Ein Taschenbuch

Felix Poppenberg gab einmal ein ›Taschenbuch für die Damen‹ heraus – aber so ein Taschenbuch für die Damen will ich dieses Mal nicht anzeigen. Es ist, glaube ich, gar nichts für die Damen . . .

Hätte Otto Weininger nicht das Pech gehabt, einer ganzen wiener Caféhaus-Generation in die Hände zu fallen, die ihn ausschrieb, falsch verstand, schlecht kopierte und überhaupt verdarb – wer weiß, wie er heute in unserm Gedächtnis dastünde! Nun ist ja, wie Karl Kraus an Heine gezeigt hat, jeder Schriftsteller auch an den Folgen schuld, die er hervorruft; aber wenn auch bei Weininger schwarze Stellen sind, an denen sich die Maden festsaugen konnten – alle hat er nicht verdient.

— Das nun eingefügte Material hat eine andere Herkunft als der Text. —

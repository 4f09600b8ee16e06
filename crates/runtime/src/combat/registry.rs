//! Keyed store of live combat sessions.

use std::collections::HashMap;
use std::sync::{Arc, Mutex, PoisonError};

use game_core::combat::CombatSession;
use game_core::quest::UserId;
use tokio::sync::Mutex as SessionLock;

use crate::api::{Result, RuntimeError};

/// Shared handle to one live session; lock it to act on it.
pub type SessionHandle = Arc<SessionLock<CombatSession>>;

/// Process-wide registry of combat sessions, at most one per user.
///
/// The outer map lock is held only for lookups; per-session exclusivity comes
/// from each entry's own async mutex, so two actions for the same user
/// serialize while different users proceed in parallel.
#[derive(Default)]
pub struct SessionRegistry {
    sessions: Mutex<HashMap<UserId, SessionHandle>>,
}

impl SessionRegistry {
    pub fn new() -> Self {
        Self::default()
    }

    /// Register a new session. Rejects when one already exists for the user;
    /// the existing session stays untouched.
    pub fn insert(&self, user: UserId, session: CombatSession) -> Result<SessionHandle> {
        let mut sessions = self.lock();
        if sessions.contains_key(&user) {
            return Err(RuntimeError::CombatAlreadyActive(user));
        }
        let handle = Arc::new(SessionLock::new(session));
        sessions.insert(user, Arc::clone(&handle));
        Ok(handle)
    }

    pub fn get(&self, user: UserId) -> Option<SessionHandle> {
        self.lock().get(&user).cloned()
    }

    pub fn remove(&self, user: UserId) -> Option<SessionHandle> {
        self.lock().remove(&user)
    }

    pub fn contains(&self, user: UserId) -> bool {
        self.lock().contains_key(&user)
    }

    fn lock(&self) -> std::sync::MutexGuard<'_, HashMap<UserId, SessionHandle>> {
        // Session state stays consistent even if a holder panicked; keep going.
        self.sessions.lock().unwrap_or_else(PoisonError::into_inner)
    }
}

#[cfg(test)]
mod tests {
    use game_core::combat::CombatantStats;
    use game_core::encounter::Difficulty;

    use super::*;

    fn session() -> CombatSession {
        let combatant = |name: &str| CombatantStats {
            name: name.into(),
            hp_max: 30,
            atk: 5,
            mag: 5,
            crit_chance: 0.0,
            dodge: 0.0,
        };
        CombatSession::new(combatant("Hero"), combatant("Rat"), 1, Difficulty::Easy)
    }

    #[test]
    fn duplicate_insert_is_rejected() {
        let registry = SessionRegistry::new();
        registry.insert(UserId(1), session()).unwrap();

        let second = registry.insert(UserId(1), session());
        assert!(matches!(
            second,
            Err(RuntimeError::CombatAlreadyActive(UserId(1)))
        ));
        assert!(registry.contains(UserId(1)));
    }

    #[test]
    fn remove_frees_the_slot() {
        let registry = SessionRegistry::new();
        registry.insert(UserId(1), session()).unwrap();
        assert!(registry.remove(UserId(1)).is_some());
        assert!(!registry.contains(UserId(1)));
        assert!(registry.insert(UserId(1), session()).is_ok());
    }
}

Artur Gerber hat (im Verlag von E. P. Tal & Co. zu Leipzig und Wien) unveröffentlichte Notizen Weiningers und einige Briefe von ihm mit einem menschlich schön anmutenden Vorwort herausgegeben. Das Vorwort enthält persönlich sehr interessante Daten – von einem Duell Weiningers war bisher nichts bekannt – und wie hat sich dieser Zweiundzwanzigjährige gequält! ›Geschlecht und Charakter‹ ist nicht mit Tinte geschrieben. Welch ein Mönch! Und welch ein Mensch! Mit Recht hebt Gerber aus den Notizen diese eine hervor, die aufzeigt, wohin ihn der Sturm vielleicht noch getrieben hätte, wäre er uns am Leben geblieben: »Wie kann ich es schließlich den Frauen vorwerfen, daß sie auf den Mann warten? Der Mann will auch nichts andres als sie. Es gibt keinen Mann, der sich nicht freuen würde, wenn er auf eine Frau sexuelle Wirkung ausübt. Der Haß gegen die Frau ist nichts andres als der Haß gegen die eigne, noch nicht überwundene Sexualität.«

Einige Notizen sind schwer, andre gar nicht verständlich – aus allen geht aber hervor, wie sich dieser Kopf in die Dinge hineinbohrte, sich in sie fraß; das gärt und wallt, noch ist nichts fertig – und alles ist gehalten durch ein fast übermenschliches Wissen. (Allein der Literaturnachweis zu ›Geschlecht und Charakter‹ ist ein Wunder.)

Die Briefe geben dem Fremden nicht allzu viel. Sie sind im Persönlichen unendlich fein, debattieren viel – und zeigen schließlich, wie er da stand, wo jeder seines Formats gestanden hat: allein.

Das Schönste aber an dem Buch ist ein Bild. Sie haben Otto Weininger fotografiert, als er tot war. Der Körper sitzt in einem geblümten Stuhl, die Augen sind geschlossen. Gerber hat ihn so gesehen: »In dem Gesichte des Toten war kein Zug von Güte, kein Schimmer von Heiligkeit und Liebe zu sehen. Auch Schmerz nicht, nur ein Ausdruck, der dem Gesichte des Lebenden vollkommen gefehlt hatte: etwas Furchtbares, etwas Entsetzenerregendes, das, was ihm die Todeswaffe in die Hand gedrückt hatte: der Gedanke an das Böse.« Das Bild hat Züge [274] von dem bohrenden, grübelnden Holofernes – nicht von dem Riesen. Es ist in der Tat die Inkarnation des bösen Prinzips und etwas Erschütterndes, weil sich da etwas gegen das Böse gewehrt hat.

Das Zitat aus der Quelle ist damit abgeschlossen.